(Saved entries)
^^^^^^^^
use clap::{Parser, Subcommand, error::ErrorKind};
use colored::Colorize;
use std::{
    ffi::OsString,
    io::{IsTerminal, Write},
    path::{Path, PathBuf},
};

use wx_core::{
    Config, Endpoint, FavoritesStore, OpenWeatherClient, Result, Units, WeatherError,
    WeatherProvider, fetch_report,
};

use crate::output;

/// Top-level CLI struct.
#[derive(Debug, Parser)]
#[command(name = "wx", version, about = "Current weather, forecasts and alerts from OpenWeatherMap")]
pub struct Cli {
    /// Path to config.toml (defaults to the platform config directory).
    #[arg(long, global = true)]
    pub config: Option<PathBuf>,

    /// Unit system: metric, imperial or standard.
    #[arg(long, global = true)]
    pub units: Option<Units>,

    /// Where favorites are stored.
    #[arg(long, global = true, env = "WX_FAVORITES_FILE")]
    pub favorites_file: Option<PathBuf>,

    /// Enable debug logging on stderr.
    #[arg(short, long, global = true)]
    pub verbose: bool,

    #[command(subcommand)]
    pub command: Command,
}

#[derive(Debug, Clone, Subcommand)]
pub enum Command {
    /// Show current weather for a location.
    Current {
        /// Location name, e.g. "Paris, FR".
        location: String,
    },

    /// Show the 5-day forecast for a location.
    Forecast {
        /// Location name, e.g. "Paris, FR".
        location: String,
    },

    /// Save a location to favorites.
    AddFavorite {
        /// Location name, stored exactly as given.
        location: String,
    },

    /// Show current weather for every saved location.
    Favorites,

    /// Show active weather alerts for a location.
    Alerts {
        /// Location name, e.g. "Paris, FR".
        location: String,
    },
}

impl Cli {
    /// Parse arguments, turning any clap usage error into [`WeatherError::Usage`].
    ///
    /// `--help` and `--version` print and exit the process with status 0.
    pub fn from_args<I, T>(args: I) -> Result<Self>
    where
        I: IntoIterator<Item = T>,
        T: Into<OsString> + Clone,
    {
        Self::try_parse_from(args).map_err(|e| match e.kind() {
            ErrorKind::DisplayHelp | ErrorKind::DisplayVersion => e.exit(),
            _ => {
                let rendered = e.to_string();
                let message = rendered.trim_end();
                WeatherError::usage(message.strip_prefix("error: ").unwrap_or(message))
            }
        })
    }

    pub async fn run(self, out: &mut dyn Write) -> Result<()> {
        let config = self.resolve_config()?;
        execute(self.command, &config, out).await
    }

    /// Config file, then `OPENWEATHER_API_KEY`, then command-line flags.
    fn resolve_config(&self) -> Result<Config> {
        let mut config = match &self.config {
            Some(path) => Config::load_required(path)?,
            None => Config::load()?,
        }
        .with_process_env();

        if let Some(units) = self.units {
            config.units = units;
        }
        if let Some(path) = &self.favorites_file {
            config.favorites_file = Some(path.clone());
        }
        Ok(config)
    }
}

/// Run one command against the provider described by `config`.
///
/// The API key is checked before anything else, so a missing key never
/// reaches the network or the favorites file.
pub async fn execute(command: Command, config: &Config, out: &mut dyn Write) -> Result<()> {
    let provider = OpenWeatherClient::from_config(config)?;
    let favorites_path = config.favorites_path()?;

    tracing::debug!(?command, units = %config.units, "dispatching command");
    dispatch(command, &provider, &favorites_path, out).await
}

pub async fn dispatch(
    command: Command,
    provider: &dyn WeatherProvider,
    favorites_path: &Path,
    out: &mut dyn Write,
) -> Result<()> {
    match command {
        Command::Current { location } => show(provider, Endpoint::Current, &location, out).await,
        Command::Forecast { location } => show(provider, Endpoint::Forecast, &location, out).await,
        Command::Alerts { location } => show(provider, Endpoint::Alerts, &location, out).await,
        Command::AddFavorite { location } => add_favorite(provider, favorites_path, location, out).await,
        Command::Favorites => show_favorites(provider, favorites_path, out).await,
    }
}

async fn show(
    provider: &dyn WeatherProvider,
    endpoint: Endpoint,
    location: &str,
    out: &mut dyn Write,
) -> Result<()> {
    status(output::fetching(endpoint, location, None));
    let report = fetch_report(provider, endpoint, location).await?;
    out.write_all(output::report(&report).as_bytes())?;
    Ok(())
}

/// Progress goes to stderr, and only when a person is watching it.
fn status(message: String) {
    let mut stderr = std::io::stderr();
    if stderr.is_terminal() {
        let _ = writeln!(stderr, "{}", message.dimmed());
    }
}

async fn add_favorite(
    provider: &dyn WeatherProvider,
    favorites_path: &Path,
    location: String,
    out: &mut dyn Write,
) -> Result<()> {
    let mut store = FavoritesStore::load(favorites_path)?;

    // Only save locations the provider can resolve.
    status(output::fetching(Endpoint::Current, &location, None));
    fetch_report(provider, Endpoint::Current, &location).await?;

    store.add(location.as_str())?;
    out.write_all(output::favorite_added(&location).as_bytes())?;
    Ok(())
}

async fn show_favorites(
    provider: &dyn WeatherProvider,
    favorites_path: &Path,
    out: &mut dyn Write,
) -> Result<()> {
    let store = FavoritesStore::load(favorites_path)?;
    let locations = store.list();

    if locations.is_empty() {
        out.write_all(output::no_favorites().as_bytes())?;
        return Ok(());
    }

    let mut failed = 0;
    for (i, location) in locations.iter().enumerate() {
        status(output::fetching(Endpoint::Current, location, Some((i + 1, locations.len()))));
        match fetch_report(provider, Endpoint::Current, location).await {
            Ok(report) => {
                out.write_all(output::favorite_heading(location).as_bytes())?;
                out.write_all(output::report(&report).as_bytes())?;
            }
            Err(err) => {
                tracing::warn!(%location, error = %err, "favorite lookup failed");
                failed += 1;
                out.write_all(output::favorite_failed(location, &err).as_bytes())?;
            }
        }
    }

    if failed > 0 {
        return Err(WeatherError::FavoritesIncomplete { failed, total: locations.len() });
    }
    Ok(())
}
^^^^^^^^
Please quote nothing but the lines from the line with "out.write_all(output::favorite_heading(location).as_bytes())?;" through the end of the data above, exactly as written, ends included.

                out.write_all(output::favorite_heading(location).as_bytes())?;
                out.write_all(output::report(&report).as_bytes())?;
            }
            Err(err) => {
                tracing::warn!(%location, error = %err, "favorite lookup failed");
                failed += 1;
                out.write_all(output::favorite_failed(location, &err).as_bytes())?;
            }
        }
    }

    if failed > 0 {
        return Err(WeatherError::FavoritesIncomplete { failed, total: locations.len() });
    }
    Ok(())
}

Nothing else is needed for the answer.